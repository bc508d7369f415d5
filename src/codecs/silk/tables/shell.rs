//! Shell coder tables: rate levels, pulse counts, binary splits,
//! LSBs and signs.

use crate::codecs::silk::types::SHELL_CODEC_FRAME_LENGTH;

/// Rate level per frame; first table for inactive/unvoiced frames,
/// second for voiced.
pub const RATE_LEVEL_ICDF: [&[u16]; 2] = [
    &[256, 241, 190, 178, 132, 87, 74, 41, 14, 0],
    &[256, 223, 193, 157, 140, 106, 57, 39, 18, 0],
];

/// Pulse count per 16-sample block, 18 symbols; symbol 17 escapes to
/// the LSB path. Tables 0..=8 are selected by the rate level, tables 9
/// and 10 code the re-tries while LSB depth accumulates.
pub const PULSE_COUNT_ICDF: [&[u16]; 11] = [
    &[256, 125, 51, 26, 18, 15, 12, 11, 10, 9, 8, 7, 6, 5, 4, 3, 2, 1, 0],
    &[256, 198, 105, 45, 22, 15, 12, 11, 10, 9, 8, 7, 6, 5, 4, 3, 2, 1, 0],
    &[256, 213, 162, 116, 83, 59, 43, 32, 24, 18, 15, 12, 9, 7, 6, 5, 3, 2, 0],
    &[256, 239, 187, 116, 59, 28, 16, 11, 10, 9, 8, 7, 6, 5, 4, 3, 2, 1, 0],
    &[256, 250, 229, 188, 135, 86, 51, 30, 19, 13, 10, 8, 6, 5, 4, 3, 2, 1, 0],
    &[256, 249, 235, 213, 185, 156, 128, 103, 83, 66, 53, 42, 33, 26, 21, 17, 13, 10, 0],
    &[256, 254, 249, 235, 206, 164, 118, 77, 46, 27, 16, 10, 7, 5, 4, 3, 2, 1, 0],
    &[256, 255, 253, 249, 239, 220, 191, 156, 119, 85, 57, 37, 23, 15, 10, 6, 4, 2, 0],
    &[256, 255, 253, 251, 246, 237, 223, 203, 179, 152, 124, 98, 75, 55, 40, 29, 21, 15, 0],
    &[256, 255, 254, 253, 247, 220, 162, 106, 67, 42, 28, 18, 12, 9, 6, 4, 3, 2, 0],
    &[256, 254, 253, 247, 220, 162, 106, 67, 42, 28, 18, 12, 9, 6, 4, 3, 2, 1, 0],
];

/// One low-order bit of a pulse magnitude.
pub const LSB_ICDF: &[u16] = &[256, 120, 0];

/// Sign probability (Q8 ICDF midpoint) indexed by
/// `(signal_type * 2 + quant_offset_type) * 7 + pulse_class`, where the
/// pulse class saturates at 6.
pub const SIGN_ICDF_PROB: [u16; 42] = [
    254, 49, 67, 77, 82, 93, 99, 198, 11, 18, 24, 31, 36, 45, 255, 46, 66, 78, 87, 94, 104,
    208, 14, 21, 32, 42, 51, 66, 255, 94, 104, 109, 112, 115, 118, 248, 53, 69, 80, 88, 95,
    102,
];

/// Offsets of the per-parent-sum sub-tables inside the split tables.
/// The sub-table for parent sum `n` starts at `SHELL_SPLIT_OFFSETS[n - 1]`
/// and holds `n + 2` entries.
pub const SHELL_SPLIT_OFFSETS: [usize; 17] = [
    0, 3, 7, 12, 18, 25, 33, 42, 52, 63, 75, 88, 102, 117, 133, 150, 168,
];

/// Split table for partitions of length 8.
pub const SHELL_SPLIT_LVL0: [u16; 168] = [
    256, 128, 0, 256, 188, 68, 0, 256, 219, 128, 37, 0, 256, 236, 173, 83, 20, 0, 256, 245,
    203, 128, 53, 11, 0, 256, 249, 222, 164, 92, 34, 7, 0, 256, 252, 235, 193, 128, 63, 21, 4,
    0, 256, 253, 242, 212, 160, 97, 44, 14, 3, 0, 256, 254, 247, 227, 186, 128, 70, 29, 9, 2,
    0, 256, 254, 249, 235, 204, 156, 100, 52, 21, 7, 2, 0, 256, 255, 252, 243, 221, 181, 128,
    75, 35, 13, 4, 1, 0, 256, 255, 253, 247, 231, 200, 154, 102, 56, 25, 9, 3, 1, 0, 256, 255,
    253, 249, 238, 215, 177, 128, 79, 41, 18, 7, 3, 1, 0, 256, 255, 254, 251, 243, 226, 195,
    152, 104, 61, 30, 13, 5, 2, 1, 0, 256, 255, 254, 252, 246, 233, 209, 173, 128, 83, 47, 23,
    10, 4, 2, 1, 0, 256, 255, 254, 252, 248, 239, 221, 191, 150, 105, 65, 35, 17, 8, 4, 2, 1,
    0,
];

/// Split table for partitions of length 4.
pub const SHELL_SPLIT_LVL1: [u16; 168] = [
    256, 128, 0, 256, 185, 71, 0, 256, 214, 128, 42, 0, 256, 231, 169, 87, 25, 0, 256, 241,
    197, 128, 59, 15, 0, 256, 246, 216, 161, 95, 40, 10, 0, 256, 250, 230, 188, 128, 68, 26, 6,
    0, 256, 252, 238, 207, 157, 99, 49, 18, 4, 0, 256, 253, 243, 220, 180, 128, 76, 36, 13, 3,
    0, 256, 254, 247, 230, 199, 154, 102, 57, 26, 9, 2, 0, 256, 254, 249, 237, 213, 175, 128,
    81, 43, 19, 7, 2, 0, 256, 255, 252, 243, 225, 194, 152, 104, 62, 31, 13, 4, 1, 0, 256, 255,
    252, 246, 232, 207, 171, 128, 85, 49, 24, 10, 4, 1, 0, 256, 255, 253, 248, 238, 219, 189,
    150, 106, 67, 37, 18, 8, 3, 1, 0, 256, 255, 253, 250, 242, 227, 202, 168, 128, 88, 54, 29,
    14, 6, 3, 1, 0, 256, 255, 254, 251, 245, 234, 214, 185, 148, 108, 71, 42, 22, 11, 5, 2, 1,
    0,
];

/// Split table for partitions of length 2.
pub const SHELL_SPLIT_LVL2: [u16; 168] = [
    256, 128, 0, 256, 181, 75, 0, 256, 209, 128, 47, 0, 256, 226, 165, 91, 30, 0, 256, 236,
    191, 128, 65, 20, 0, 256, 242, 209, 158, 99, 47, 14, 0, 256, 246, 222, 181, 128, 75, 34,
    10, 0, 256, 249, 231, 199, 153, 103, 57, 25, 7, 0, 256, 251, 238, 213, 175, 128, 81, 43,
    18, 5, 0, 256, 252, 242, 223, 192, 151, 105, 64, 33, 14, 4, 0, 256, 253, 246, 231, 206,
    170, 128, 86, 50, 25, 10, 3, 0, 256, 254, 249, 238, 218, 188, 149, 107, 68, 38, 18, 7, 2,
    0, 256, 254, 250, 241, 225, 200, 167, 128, 89, 56, 31, 15, 6, 2, 0, 256, 254, 251, 244,
    231, 210, 181, 147, 110, 75, 46, 25, 12, 5, 2, 0, 256, 255, 252, 247, 237, 220, 195, 163,
    128, 93, 61, 36, 19, 9, 4, 1, 0, 256, 255, 253, 249, 241, 227, 206, 178, 145, 111, 78, 50,
    29, 15, 7, 3, 1, 0,
];

/// Split table for partitions of length 1.
pub const SHELL_SPLIT_LVL3: [u16; 168] = [
    256, 128, 0, 256, 178, 78, 0, 256, 204, 128, 52, 0, 256, 219, 161, 95, 37, 0, 256, 230,
    185, 128, 71, 26, 0, 256, 237, 202, 154, 101, 54, 19, 0, 256, 241, 214, 175, 128, 81, 42,
    15, 0, 256, 245, 223, 191, 150, 106, 65, 33, 11, 0, 256, 247, 230, 203, 168, 128, 88, 53,
    26, 9, 0, 256, 249, 235, 213, 183, 147, 109, 73, 43, 21, 7, 0, 256, 251, 240, 222, 196,
    164, 128, 92, 60, 34, 16, 5, 0, 256, 252, 243, 228, 206, 178, 145, 111, 78, 50, 28, 13, 4,
    0, 256, 252, 245, 233, 215, 190, 160, 128, 96, 66, 41, 23, 11, 4, 0, 256, 253, 247, 237,
    222, 201, 174, 144, 112, 82, 55, 34, 19, 9, 3, 0, 256, 254, 249, 241, 228, 210, 186, 158,
    128, 98, 70, 46, 28, 15, 7, 2, 0, 256, 254, 250, 243, 232, 216, 195, 170, 142, 114, 86, 61,
    40, 24, 13, 6, 2, 0,
];

/// Sub-ICDF for splitting `parent` pulses at the given partition level
/// (0 splits 16 into 8+8, 3 splits 2 into 1+1).
pub fn shell_split_icdf(level: usize, parent: usize) -> &'static [u16] {
    debug_assert!((1..=SHELL_CODEC_FRAME_LENGTH).contains(&parent));
    let start = SHELL_SPLIT_OFFSETS[parent - 1];
    let end = start + parent + 2;
    match level {
        0 => &SHELL_SPLIT_LVL0[start..end],
        1 => &SHELL_SPLIT_LVL1[start..end],
        2 => &SHELL_SPLIT_LVL2[start..end],
        _ => &SHELL_SPLIT_LVL3[start..end],
    }
}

§ REQUIRED ACTION: Look above for the line holding "pub const RATE_LEVEL_ICDF: [&[u16];", then set down exactly that line and every line after it up to and including the line holding "LSB depth accumulates.", with nothing else.

§ EXERCISE OUTPUT:
pub const RATE_LEVEL_ICDF: [&[u16]; 2] = [
    &[256, 241, 190, 178, 132, 87, 74, 41, 14, 0],
    &[256, 223, 193, 157, 140, 106, 57, 39, 18, 0],
];

/// Pulse count per 16-sample block, 18 symbols; symbol 17 escapes to
/// the LSB path. Tables 0..=8 are selected by the rate level, tables 9
/// and 10 code the re-tries while LSB depth accumulates.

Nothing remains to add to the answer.